Re: [ceph-users] 2x replica with NVMe

David Turner Thu, 08 Jun 2017 07:25:09 -0700

Whether or not 2x replica is possible has little to do with the technology
and EVERYTHING to do with your use case.  How redundant is your hardware
for instance?  If you have the best drives in the world that will never
fail after constant use over 100 years.... but you don't have redundant
power, bonded network, are running on used hardware, are in a cheap
datacenter that doesn't guarantee 99.999% uptime, etc, etc then you are
going to lose hosts regardless of what your disks are.

As Wido was quoted saying, the biggest problem with 2x replication is that
people use it with min_size=1.  That is cancer and will eventually cause
you to have inconsistent data and most likely data loss.  OTOH, min_size=2
and size=2 means that you need to schedule down time to restart your ceph
hosts for kernel updates, upgrading ceph, restarting the daemons with new
config file options that can't be injected, etc.  You can get around that
by using min_size=1 while you perform the scheduled maintenance.  If for
any reason you ever lose a server, NVMe, etc while running with 2 replica
and min_size=2, then you have unscheduled down time.

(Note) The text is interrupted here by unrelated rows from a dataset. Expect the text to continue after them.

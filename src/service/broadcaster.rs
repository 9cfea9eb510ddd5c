//! 已签名交易广播（EVM路径）
//!
//! 钱包签名后的原始交易经此单次提交到链上RPC。
//! 不做自动重试：广播失败原样上报，由用户决定是否重新提交。
//! Aptos/Stellar路径由钱包自行提交，不经过这里。

use std::time::Duration;

use serde_json::json;

use crate::{domain::chain::Chain, error::AppError, infrastructure::log_redact};

/// 交易广播器
pub struct Broadcaster {
    http_client: reqwest::Client,
}

impl Broadcaster {
    pub fn new() -> Self {
        let client = reqwest::Client::builder()
            .timeout(Duration::from_secs(30))
            .connect_timeout(Duration::from_secs(10))
            .build()
            .unwrap_or_else(|_| reqwest::Client::new());

        Self {
            http_client: client,
        }
    }

    /// 广播0x前缀的已签名EVM交易，返回交易哈希
    pub async fn broadcast_evm(
        &self,
        chain: &Chain,
        signed_raw_tx: &str,
    ) -> Result<String, AppError> {
        if chain.evm_chain_id().is_none() {
            return Err(AppError::internal("EVM broadcast invoked for non-EVM chain"));
        }
        let trimmed = signed_raw_tx.trim();
        if !trimmed.starts_with("0x")
            || trimmed.len() <= 2
            || !trimmed[2..].chars().all(|c| c.is_ascii_hexdigit())
        {
            return Err(AppError::bad_request(
                "signed_raw_tx must be a 0x-prefixed hex string",
            ));
        }

        tracing::info!(
            chain = %chain.key,
            raw_tx = %log_redact::redact_signed_tx(trimmed),
            "Broadcasting signed transaction"
        );

        let body = json!({
            "jsonrpc": "2.0",
            "method": "eth_sendRawTransaction",
            "params": [trimmed],
            "id": 1,
        });

        let response = self
            .http_client
            .post(&chain.rpc_url)
            .json(&body)
            .send()
            .await
            .map_err(|e| AppError::broadcast_failed(format!("RPC request failed: {}", e)))?;

        let payload: serde_json::Value = response
            .json()
            .await
            .map_err(|e| AppError::broadcast_failed(format!("Malformed RPC response: {}", e)))?;

        if let Some(error) = payload.get("error") {
            let message = error
                .get("message")
                .and_then(|m| m.as_str())
                .unwrap_or("unknown RPC error");
            return Err(AppError::broadcast_failed(format!(
                "Transaction rejected: {}",
                message
            )));
        }

        payload
            .get("result")
            .and_then(|r| r.as_str())
            .map(str::to_string)
            .ok_or_else(|| AppError::broadcast_failed("RPC response missing transaction hash"))
    }
}

impl Default for Broadcaster {
    fn default() -> Self {
        Self::new()
    }
}
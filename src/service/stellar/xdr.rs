//! 最小XDR编码
//!
//! 服务端代付只需要一种交易形态：单个Payment操作的TransactionV1Envelope。
//! 这里手写该子集的XDR编码（RFC 4506：定长大端整数，opaque按4字节对齐补零），
//! 不引入完整的Stellar SDK。

use sha2::{Digest, Sha256};

/// XDR写入器
pub struct XdrWriter {
    buf: Vec<u8>,
}

impl XdrWriter {
    pub fn new() -> Self {
        Self { buf: Vec::new() }
    }

    pub fn u32(&mut self, v: u32) {
        self.buf.extend_from_slice(&v.to_be_bytes());
    }

    pub fn u64(&mut self, v: u64) {
        self.buf.extend_from_slice(&v.to_be_bytes());
    }

    pub fn i64(&mut self, v: i64) {
        self.buf.extend_from_slice(&v.to_be_bytes());
    }

    /// 定长opaque（XDR规定定长数据本身已对齐时不补零；此处仅用于4/32字节字段）
    pub fn bytes_fixed(&mut self, data: &[u8]) {
        self.buf.extend_from_slice(data);
    }

    /// 变长opaque：长度前缀 + 数据 + 补零对齐到4字节
    pub fn var_opaque(&mut self, data: &[u8]) {
        self.u32(data.len() as u32);
        self.buf.extend_from_slice(data);
        let pad = (4 - data.len() % 4) % 4;
        self.buf.extend_from_slice(&[0u8; 3][..pad]);
    }

    pub fn into_bytes(self) -> Vec<u8> {
        self.buf
    }
}

impl Default for XdrWriter {
    fn default() -> Self {
        Self::new()
    }
}

// XDR联合体判别值（仅本交易形态用到的子集）
const KEY_TYPE_ED25519: u32 = 0;
const PUBLIC_KEY_TYPE_ED25519: u32 = 0;
const PRECOND_TIME: u32 = 1;
const MEMO_NONE: u32 = 0;
const OPERATION_PAYMENT: u32 = 1;
const ASSET_TYPE_NATIVE: u32 = 0;
const ASSET_TYPE_CREDIT_ALPHANUM4: u32 = 1;
const ENVELOPE_TYPE_TX: u32 = 2;

/// 支付资产
#[derive(Debug, Clone)]
pub enum Asset {
    Native,
    /// 四字符内的信用资产（USDC等），code右侧补零
    AlphaNum4 { code: [u8; 4], issuer: [u8; 32] },
}

impl Asset {
    /// 由符号与发行方构造（符号最长4字符）
    pub fn alphanum4(code: &str, issuer: [u8; 32]) -> Option<Self> {
        if code.is_empty() || code.len() > 4 {
            return None;
        }
        let mut buf = [0u8; 4];
        buf[..code.len()].copy_from_slice(code.as_bytes());
        Some(Asset::AlphaNum4 { code: buf, issuer })
    }

    fn encode(&self, w: &mut XdrWriter) {
        match self {
            Asset::Native => w.u32(ASSET_TYPE_NATIVE),
            Asset::AlphaNum4 { code, issuer } => {
                w.u32(ASSET_TYPE_CREDIT_ALPHANUM4);
                w.bytes_fixed(code);
                w.u32(PUBLIC_KEY_TYPE_ED25519);
                w.bytes_fixed(issuer);
            }
        }
    }
}

/// 单Payment操作的交易
#[derive(Debug, Clone)]
pub struct PaymentTransaction {
    pub source: [u8; 32],
    /// 网络基础费（stroops）
    pub fee: u32,
    pub sequence: i64,
    /// 时间窗下界（unix秒，0表示不限）
    pub min_time: u64,
    /// 时间窗上界
    pub max_time: u64,
    pub destination: [u8; 32],
    pub asset: Asset,
    /// 金额（stroops，7位小数基础单位）
    pub amount: i64,
}

impl PaymentTransaction {
    fn encode_muxed_account(w: &mut XdrWriter, key: &[u8; 32]) {
        w.u32(KEY_TYPE_ED25519);
        w.bytes_fixed(key);
    }

    /// 交易体XDR（不含envelope外壳）
    pub fn encode(&self) -> Vec<u8> {
        let mut w = XdrWriter::new();

        Self::encode_muxed_account(&mut w, &self.source);
        w.u32(self.fee);
        w.i64(self.sequence);

        // Preconditions: 仅时间窗
        w.u32(PRECOND_TIME);
        w.u64(self.min_time);
        w.u64(self.max_time);

        w.u32(MEMO_NONE);

        // operations<>
        w.u32(1);
        w.u32(0); // operation sourceAccount: 缺省（沿用交易source）
        w.u32(OPERATION_PAYMENT);
        Self::encode_muxed_account(&mut w, &self.destination);
        self.asset.encode(&mut w);
        w.i64(self.amount);

        // ext
        w.u32(0);

        w.into_bytes()
    }

    /// 签名载荷哈希：sha256(networkId ‖ ENVELOPE_TYPE_TX ‖ 交易XDR)
    pub fn signature_hash(&self, network_passphrase: &str) -> [u8; 32] {
        let network_id = Sha256::digest(network_passphrase.as_bytes());

        let mut payload = Vec::new();
        payload.extend_from_slice(&network_id);
        payload.extend_from_slice(&ENVELOPE_TYPE_TX.to_be_bytes());
        payload.extend_from_slice(&self.encode());

        Sha256::digest(&payload).into()
    }

    /// 带签名的envelope XDR
    ///
    /// hint为签名公钥的末4字节，signature为64字节ed25519签名
    pub fn envelope(&self, hint: [u8; 4], signature: &[u8; 64]) -> Vec<u8> {
        let mut w = XdrWriter::new();
        w.u32(ENVELOPE_TYPE_TX);
        w.bytes_fixed(&self.encode());

        // signatures<20>
        w.u32(1);
        w.bytes_fixed(&hint);
        w.var_opaque(signature);

        w.into_bytes()
    }
}

#[cfg(test)]
mod tests {
    use super::*;

    fn sample_tx() -> PaymentTransaction {
        PaymentTransaction {
            source: [1u8; 32],
            fee: 100,
            sequence: 42,
            min_time: 0,
            max_time: 1_700_000_030,
            destination: [2u8; 32],
            asset: Asset::alphanum4("USDC", [3u8; 32]).unwrap(),
            amount: 105_000_000,
        }
    }

    #[test]
    fn test_var_opaque_padding() {
        let mut w = XdrWriter::new();
        w.var_opaque(&[0xaa, 0xbb, 0xcc]);
        // 长度4字节 + 数据3字节 + 补零1字节
        assert_eq!(w.into_bytes(), vec![0, 0, 0, 3, 0xaa, 0xbb, 0xcc, 0]);
    }

    #[test]
    fn test_var_opaque_aligned_input_has_no_padding() {
        let mut w = XdrWriter::new();
        w.var_opaque(&[1, 2, 3, 4]);
        assert_eq!(w.into_bytes().len(), 8);
    }

    #[test]
    fn test_transaction_layout() {
        let encoded = sample_tx().encode();

        // source: key type + 32字节公钥
        assert_eq!(&encoded[..4], &[0, 0, 0, 0]);
        assert_eq!(&encoded[4..36], &[1u8; 32]);
        // fee
        assert_eq!(&encoded[36..40], &100u32.to_be_bytes());
        // sequence
        assert_eq!(&encoded[40..48], &42i64.to_be_bytes());
        // preconditions: PRECOND_TIME + timebounds
        assert_eq!(&encoded[48..52], &1u32.to_be_bytes());
        assert_eq!(&encoded[52..60], &0u64.to_be_bytes());
        assert_eq!(&encoded[60..68], &1_700_000_030u64.to_be_bytes());
        // memo none
        assert_eq!(&encoded[68..72], &0u32.to_be_bytes());
        // 一个操作
        assert_eq!(&encoded[72..76], &1u32.to_be_bytes());

        // 尾部：金额 + ext
        let n = encoded.len();
        assert_eq!(&encoded[n - 4..], &0u32.to_be_bytes());
        assert_eq!(&encoded[n - 12..n - 4], &105_000_000i64.to_be_bytes());
    }

    #[test]
    fn test_asset_code_padding() {
        let Asset::AlphaNum4 { code, .. } = Asset::alphanum4("XL", [0u8; 32]).unwrap() else {
            panic!("expected alphanum4");
        };
        assert_eq!(&code, b"XL\0\0");
        assert!(Asset::alphanum4("TOOLONG", [0u8; 32]).is_none());
        assert!(Asset::alphanum4("", [0u8; 32]).is_none());
    }

    #[test]
    fn test_signature_hash_depends_on_network() {
        let tx = sample_tx();
        let testnet = tx.signature_hash("Test SDF Network ; September 2015");
        let mainnet = tx.signature_hash("Public Global Stellar Network ; September 2015");
        assert_ne!(testnet, mainnet);
    }

    #[test]
    fn test_envelope_contains_signature() {
        let tx = sample_tx();
        let envelope = tx.envelope([9, 9, 9, 9], &[7u8; 64]);

        // 外壳：ENVELOPE_TYPE_TX
        assert_eq!(&envelope[..4], &2u32.to_be_bytes());
        // 交易体原样内嵌
        let tx_xdr = tx.encode();
        assert_eq!(&envelope[4..4 + tx_xdr.len()], &tx_xdr[..]);
        // 签名区：count=1, hint, len=64, signature
        let sig_region = &envelope[4 + tx_xdr.len()..];
        assert_eq!(&sig_region[..4], &1u32.to_be_bytes());
        assert_eq!(&sig_region[4..8], &[9, 9, 9, 9]);
        assert_eq!(&sig_region[8..12], &64u32.to_be_bytes());
        assert_eq!(&sig_region[12..], &[7u8; 64]);
    }
}
//! 金额归一化基准测试
//!
//! 归一化在每次prepare时对全部收款条目执行，批量大时位于热路径

use criterion::{black_box, criterion_group, criterion_main, Criterion};
use payforge::service::amount_normalizer::AmountNormalizer;

fn bench_to_base_units(c: &mut Criterion) {
    c.bench_function("to_base_units_18_decimals", |b| {
        b.iter(|| AmountNormalizer::to_base_units(black_box("1234.567890123456789"), 18))
    });
    c.bench_function("to_base_units_truncating", |b| {
        b.iter(|| AmountNormalizer::to_base_units(black_box("0.123456789012345678901"), 6))
    });
}

fn bench_normalize_all(c: &mut Criterion) {
    let amounts: Vec<String> = (1..=500).map(|i| format!("{}.{:06}", i, i * 7)).collect();
    c.bench_function("normalize_all_500_entries", |b| {
        b.iter(|| AmountNormalizer::normalize_all(black_box(&amounts), 18))
    });
}

criterion_group!(benches, bench_to_base_units, bench_normalize_all);
criterion_main!(benches);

Running with 2x Replica right now is possible.  For that matter, people run
with 1x replication all the time (especially in testing).  You will never
get anyone to tell you that it is the optimal configuration because it is
and will always be a lie for general use cases no matter how robust and
bullet proof your drives are.  The primary problem is that nodes to be
restarted, power goes out, and Murphy's law.  Is your use case such that
having a certain percentage of data loss is acceptable?  Then run size=2
and min_size=1 and assume that you will eventually lose data.  Does your
use case allow for unexpected downtime?  Then run size=2 and min_size=2.
If you cannot lose data no matter what and must maintain as high of an
uptime as possible then you should be asking questions about multi-site
replication and the down sides of running 4x replication... 2x replication
shouldn't even cross your mind.

Now I'm assuming that you're broaching the topic because a 3x replica NVMe
cluster is super expensive.  I think all of us feel your pain there,
otherwise we'd all be running it.  A topic that has happened on the ML a
couple times is to use primary_affinity and an interesting distribution of
buckets in your crush map to build a cluster with both SSD storage and HDD
storage in a way that your data is well backed up, but all writes and reads
happen to the SSD/NVMe.  What you do here would be create 3 "racks" in your
crush map and use a rack failure domain.  1 rack has all of your SSD hosts,
and your HDD hosts with SSD/NVMe journals (matching what your other nodes
have) are split between your other 2 racks.  Now you set primary_affinity=0
for all of your HDD nodes forcing Ceph to use the SSD/NVMe OSD as the
primary for all of the PGs.  What you end up with is a 3 replica situation
where 1, and only 1, copy go onto an SSD and 2 copies go onto HDDs.  Once
you have this set up the way things will work is writes still happen to all
OSDs in a PG, so you will have 2 writes going to HDDs, except the write
acks once it is written to the SSD journal.  So your writes happen to all
flash storage.  Your reads are only ever done to your primary OSD for a PG,
so all reads will happen to the SSD/NVMe OSD.  Your recovery/backfilling
will be slower as you'll be reading a fair amount of your data from HDDs,
but that's a fairly insignificant sacrifice for what you are gaining.  For
each 1TB of flash storage, you need to have 2TB of HDD storage.  If you
have more HDD storage than this ratio, then it is wasted and won't be used.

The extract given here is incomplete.